22 ноября Начало «оранжевой революции» в Киеве (2004)

ПОХМЕЛЬЕ

Не знаю насчет простых сочувствующих, но профессиональным историкам просто необходимо было провести хоть несколько ноябрьских дней на Украине. Это позволяло многое понять про революции вообще. У нас ведь после Маркса да Ленина никаких внятных теорий на этот счет не было, а между тем мировая политология на месте не стояла. У нас до сих пор думают, что у революций бывают экономические либо социальные причины. Но киевская революция случилась на исключительно благоприятном экономическом фоне. Революции — и эта, ноябрьская, и давняя, октябрьская, — возникают по совсем другим причинам. И причины эти общие, хотя в октябре семнадцатого в России был не бархатный переворот, а скорее шинельно-бушлатный.

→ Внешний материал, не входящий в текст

impl Orchestrator {
    /// Create and run an orchestrator until shutdown.
    pub async fn start(config: Config, pool: LibsqlPool) -> Result<()> {
        let mut orchestrator = Self::new(config, pool).await?;
        orchestrator.load_maintenance_list().await?;
        orchestrator.start_services().await;
        orchestrator.run().await
    }

    /// Create a new orchestrator instance
    pub async fn new(config: Config, pool: LibsqlPool) -> Result<Self> {
        let config = Arc::new(config);

        let conn = pool.get().await?;
        info!("Initializing database schema...");
        initialize_database(&conn).await?;
        drop(conn);

        let database: Arc<dyn Database> = Arc::new(DatabaseImpl::new_from_pool(pool));

        let registry = Arc::new(CheckerRegistry::builtin());
        let executor = Arc::new(CheckExecutor::new(registry));

        let persisted = database.get_setting(timezone::SETTING_KEY).await?;
        let env_override = std::env::var(timezone::ENV_OVERRIDE).ok();
        let tz = timezone::resolve(
            env_override.as_deref(),
            persisted.as_deref(),
            timezone::system_guess().as_deref(),
        );
        info!("Server timezone resolved to {}", tz.name());

        Ok(Self {
            config,
            database,
            executor,
            broadcaster: Arc::new(Broadcaster::new()),
            maintenance: RwLock::new(HashMap::new()),
            timezone: std::sync::RwLock::new(tz),
            fail_counts: std::sync::Mutex::new(HashMap::new()),
            task_handles: HashMap::new(),
        })
    }

    #[allow(dead_code)] // Connection handlers subscribe through this
    pub fn broadcaster(&self) -> Arc<Broadcaster> {
        self.broadcaster.clone()
    }

    pub fn timezone(&self) -> Tz {
        *self.timezone.read().expect("timezone lock poisoned")
    }

    /// Bulk-load maintenance windows into the registry, starting each
    /// entry's schedule. Single writer; entries whose schedule fails
    /// to parse are logged and skipped.
    pub async fn load_maintenance_list(&self) -> Result<()> {
        let windows = self.database.get_maintenances().await?;
        let default_tz = self.timezone();

        let mut registry = self.maintenance.write().await;
        registry.clear();
        for mut window in windows {
            if let Err(err) = window.start(default_tz) {
                warn!(id = window.id, %err, "Skipping maintenance window");
                self.write_error_log("maintenance load", &format!("{err:#}"));
                continue;
            }
            registry.insert(window.id, window);
        }
        info!("Loaded {} maintenance windows", registry.len());
        Ok(())
    }

    /// Build a user's ordered monitor snapshot, push it to exactly
    /// that user's room, and return it to the caller.
    pub async fn send_monitor_list(&self, user_id: i64) -> Result<HashMap<String, Value>> {
        let monitors = self.database.get_monitors_by_user(user_id).await?;

        let mut list = HashMap::new();
        for monitor in &monitors {
            list.insert(monitor.id.to_string(), monitor.to_json()?);
        }

        self.broadcaster.publish(&user_room(user_id), Event::MonitorList(list.clone()));
        Ok(list)
    }

    /// Build the global maintenance snapshot from the in-memory
    /// registry, push it to the maintenance room, and return it.
    #[allow(dead_code)] // Invoked by the connection surface
    pub async fn send_maintenance_list(&self) -> HashMap<String, Value> {
        let registry = self.maintenance.read().await;

        let mut list = HashMap::new();
        for (id, window) in registry.iter() {
            list.insert(id.to_string(), window.to_json());
        }

        self.broadcaster.publish(MAINTENANCE_ROOM, Event::MaintenanceList(list.clone()));
        list
    }

    async fn under_maintenance(&self, monitor_id: i64) -> bool {
        let now = Utc::now();
        let registry = self.maintenance.read().await;
        registry.values().any(|w| w.applies_to(monitor_id) && w.is_active_at(now))
    }

    /// Caller-side policy the checker contract defers: retries, the
    /// terminal DOWN record, the important flag, the duration since
    /// the previous heartbeat, and the maintenance override. Persists
    /// the finalized heartbeat and broadcasts it to the owner.
    pub async fn finalize_heartbeat(&self, outcome: CheckOutcome) -> Result<Heartbeat> {
        let CheckOutcome { monitor, mut heartbeat, error } = outcome;

        match error {
            Some(err) => {
                let failures = {
                    let mut counts = self.fail_counts.lock().expect("fail counts poisoned");
                    let entry = counts.entry(monitor.id).or_insert(0);
                    *entry += 1;
                    *entry
                };
                heartbeat.status =
                    if failures <= monitor.max_retries { Status::Pending } else { Status::Down };
                heartbeat.msg = err.to_string();
                heartbeat.ping = None;
            }
            None => {
                self.fail_counts.lock().expect("fail counts poisoned").remove(&monitor.id);
            }
        }

        // Override sits between checker result and visible state; the
        // checker contract is untouched.
        if self.under_maintenance(monitor.id).await {
            heartbeat.status = Status::Maintenance;
        }

        let previous = self.database.get_last_heartbeat(monitor.id).await?;
        heartbeat.important =
            previous.as_ref().map(|p| p.status != heartbeat.status).unwrap_or(true);
        heartbeat.duration =
            previous.map(|p| (heartbeat.time - p.time).num_seconds()).unwrap_or(0);

        self.database.save_heartbeat(&heartbeat).await?;
        self.broadcaster
            .publish(&user_room(monitor.user_id), Event::Heartbeat(heartbeat.to_json()));

        if heartbeat.important {
            info!(
                monitor = monitor.id,
                status = %heartbeat.status,
                msg = %heartbeat.msg,
                "Status transition"
            );
            if let Err(err) = self.send_monitor_list(monitor.user_id).await {
                warn!(%err, "Failed to push monitor list after transition");
            }
        }

        Ok(heartbeat)
    }

    /// Set and persist the server timezone. Validation failures are
    /// surfaced to the caller, unlike during startup resolution.
    #[allow(dead_code)] // Invoked by the connection surface
    pub async fn set_timezone(&self, name: &str) -> Result<Tz> {
        let tz = timezone::validate(name)?;
        self.database.set_setting(timezone::SETTING_KEY, name).await?;
        *self.timezone.write().expect("timezone lock poisoned") = tz;
        info!("Server timezone set to {}", tz.name());
        Ok(tz)
    }

    pub(crate) async fn nscd_enabled(&self) -> bool {
        match self.database.get_setting(NSCD_SETTING).await {
            Ok(Some(value)) => value.trim() != "false",
            Ok(None) => true,
            Err(err) => {
                warn!(%err, "Failed to read nscd setting, assuming enabled");
                true
            }
        }
    }

    /// Conditionally launch the OS-level cache service. A performance
    /// optimization, not a correctness dependency: every failure here
    /// is logged and swallowed.
    pub async fn start_services(&self) {
        if !in_container() {
            debug!("Not a containerized deployment, skipping nscd start");
            return;
        }
        if !self.nscd_enabled().await {
            info!("nscd disabled by setting");
            return;
        }
        self.run_nscd("start").await;
    }

    /// Halt the auxiliary cache service; same gating and error policy
    /// as `start_services`.
    pub async fn stop_services(&self) {
        if !in_container() {
            return;
        }
        if !self.nscd_enabled().await {
            return;
        }
        self.run_nscd("stop").await;
    }

    async fn run_nscd(&self, action: &str) {
        let result = tokio::process::Command::new("service")
            .args(["nscd", action])
            .output()
            .await;

        match result {
            Ok(output) if output.status.success() => {
                info!("nscd {action}ed");
            }
            Ok(output) => {
                let stderr = String::from_utf8_lossy(&output.stderr);
                warn!(action, status = %output.status, stderr = %stderr.trim(), "nscd command failed");
            }
            Err(err) => {
                warn!(action, %err, "Failed to run nscd command");
            }
        }
    }

    /// Resolve the client IP for an inbound connection, honoring proxy
    /// headers only when the trust-proxy setting is enabled.
    #[allow(dead_code)] // Invoked by the connection surface
    pub async fn resolve_client_ip(
        &self,
        remote_addr: &str,
        forwarded_for: Option<&str>,
        real_ip: Option<&str>,
    ) -> String {
        let trust_proxy = matches!(
            self.database.get_setting(TRUST_PROXY_SETTING).await,
            Ok(Some(value)) if value.trim() == "true"
        );
        client_ip(remote_addr, forwarded_for, real_ip, trust_proxy)
    }

    /// Append an unhandled error to the process-local error log, in
    /// addition to (not instead of) the structured console logger.
    /// Sink failures are logged and swallowed.
    pub fn write_error_log(&self, context: &str, err: &dyn std::fmt::Display) {
        let line = format!(
            "[{}] {}: {}\n",
            Utc::now().to_rfc3339_opts(SecondsFormat::Millis, true),
            context,
            err
        );

        let result = std::fs::OpenOptions::new()
            .create(true)
            .append(true)
            .open(&self.config.service.error_log)
            .and_then(|mut file| file.write_all(line.as_bytes()));

        if let Err(io_err) = result {
            warn!(%io_err, "Failed to append to error log");
        }
    }

    /// Reconcile the running check tasks with the given monitor set.
    ///
    /// Unchanged monitors keep their task and its timer; added or
    /// edited monitors are (re)spawned, removed ones aborted. New
    /// tasks are spawned before anything is aborted, and an error
    /// spawns nothing, so the previous schedule stays installed.
    fn apply_schedule(&mut self, scheduler: &CheckScheduler, monitors: Vec<Monitor>) -> Result<()> {
        let incoming: HashMap<i64, Monitor> =
            monitors.into_iter().map(|monitor| (monitor.id, monitor)).collect();

        let keep: HashSet<i64> = self
            .task_handles
            .iter()
            .filter(|&(id, (monitor, _))| incoming.get(id) == Some(monitor))
            .map(|(id, _)| *id)
            .collect();

        let to_spawn: Vec<Monitor> =
            incoming.into_values().filter(|monitor| !keep.contains(&monitor.id)).collect();
        let spawned = scheduler.schedule_monitors(to_spawn.clone())?;

        self.task_handles.retain(|id, (_, handle)| {
            if keep.contains(id) {
                true
            } else {
                handle.abort();
                false
            }
        });
        for (monitor, handle) in to_spawn.into_iter().zip(spawned) {
            self.task_handles.insert(monitor.id, (monitor, handle));
        }
        Ok(())
    }

    /// Run the orchestrator: schedule the active monitors and process
    /// check outcomes until shutdown.
    async fn run(&mut self) -> Result<()> {
        info!("Starting pulse orchestrator...");

        let (outcome_tx, mut outcome_rx) = mpsc::channel::<CheckOutcome>(100);
        let scheduler = CheckScheduler::new(self.executor.clone(), outcome_tx.clone());

        info!("Loading monitors from database...");
        let monitors = self.database.get_active_monitors().await?;
        info!("Found {} active monitors", monitors.len());

        // Unknown check types are fatal here: the process must not run
        // against an invalid registry.
        self.apply_schedule(&scheduler, monitors)?;

        let reload_interval =
            Duration::from_secs(self.config.service.monitor_reload_seconds.max(1));
        let mut reload_timer = tokio::time::interval(reload_interval);
        reload_timer.set_missed_tick_behavior(tokio::time::MissedTickBehavior::Delay);
        reload_timer.tick().await; // first tick fires immediately

        info!("Orchestrator started successfully - processing check outcomes");

        loop {
            tokio::select! {
                Some(outcome) = outcome_rx.recv() => {
                    let monitor_id = outcome.monitor.id;
                    match self.finalize_heartbeat(outcome).await {
                        Ok(heartbeat) => {
                            debug!(
                                monitor = monitor_id,
                                status = %heartbeat.status,
                                ping = ?heartbeat.ping,
                                "Heartbeat recorded"
                            );
                        }
                        Err(err) => {
                            error!(monitor = monitor_id, err = %format!("{err:#}"), "Failed to finalize heartbeat");
                            self.write_error_log("finalize heartbeat", &format!("{err:#}"));
                        }
                    }
                }

                _ = reload_timer.tick() => {
                    debug!("Checking for new or updated monitors...");
                    match self.database.get_active_monitors().await {
                        Ok(monitors) => {
                            let count = monitors.len();
                            match self.apply_schedule(&scheduler, monitors) {
                                Ok(()) => debug!("Reloaded monitors: {} active", count),
                                Err(err) => {
                                    error!(err = %format!("{err:#}"), "Monitor reload failed, keeping previous schedule");
                                    self.write_error_log("monitor reload", &format!("{err:#}"));
                                }
                            }
                        }
                        Err(err) => {
                            error!(err = %format!("{err:#}"), "Failed to reload monitors");
                            self.write_error_log("monitor reload", &format!("{err:#}"));
                        }
                    }
                }

                _ = tokio::signal::ctrl_c() => {
                    info!("Shutdown signal received");
                    break;
                }

                else => {
                    info!("All channels closed, shutting down orchestrator");
                    break;
                }
            }
        }

        self.stop().await;
        Ok(())
    }

    async fn stop(&mut self) {
        for (_, (_, handle)) in self.task_handles.drain() {
            handle.abort();
        }
        self.stop_services().await;
        info!("Orchestrator stopped");
    }
}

Правда, Великая Октябрьская социалистическая революция (первое и третье слова в хрестоматийном определении под вопросом) была одной из самых бескровных в мировой истории. Погибло меньше десяти человек — юнкера из охраны Зимнего. Петроградский гарнизон был на стороне большевиков, они его профессионально распропагандировали. И если бы не события в Москве две недели спустя да не красный террор, начавшийся во второй половине восемнадцатого, быть бы тому перевороту в числе бархатистейших. Причем по главному признаку они с украинским очень похожи. Я говорю сейчас не о захвате (блокировании) правительственных зданий и не о перекрывании железных дорог, и даже не о ситуации фактического безвластия, в которой большевики подобрали власть.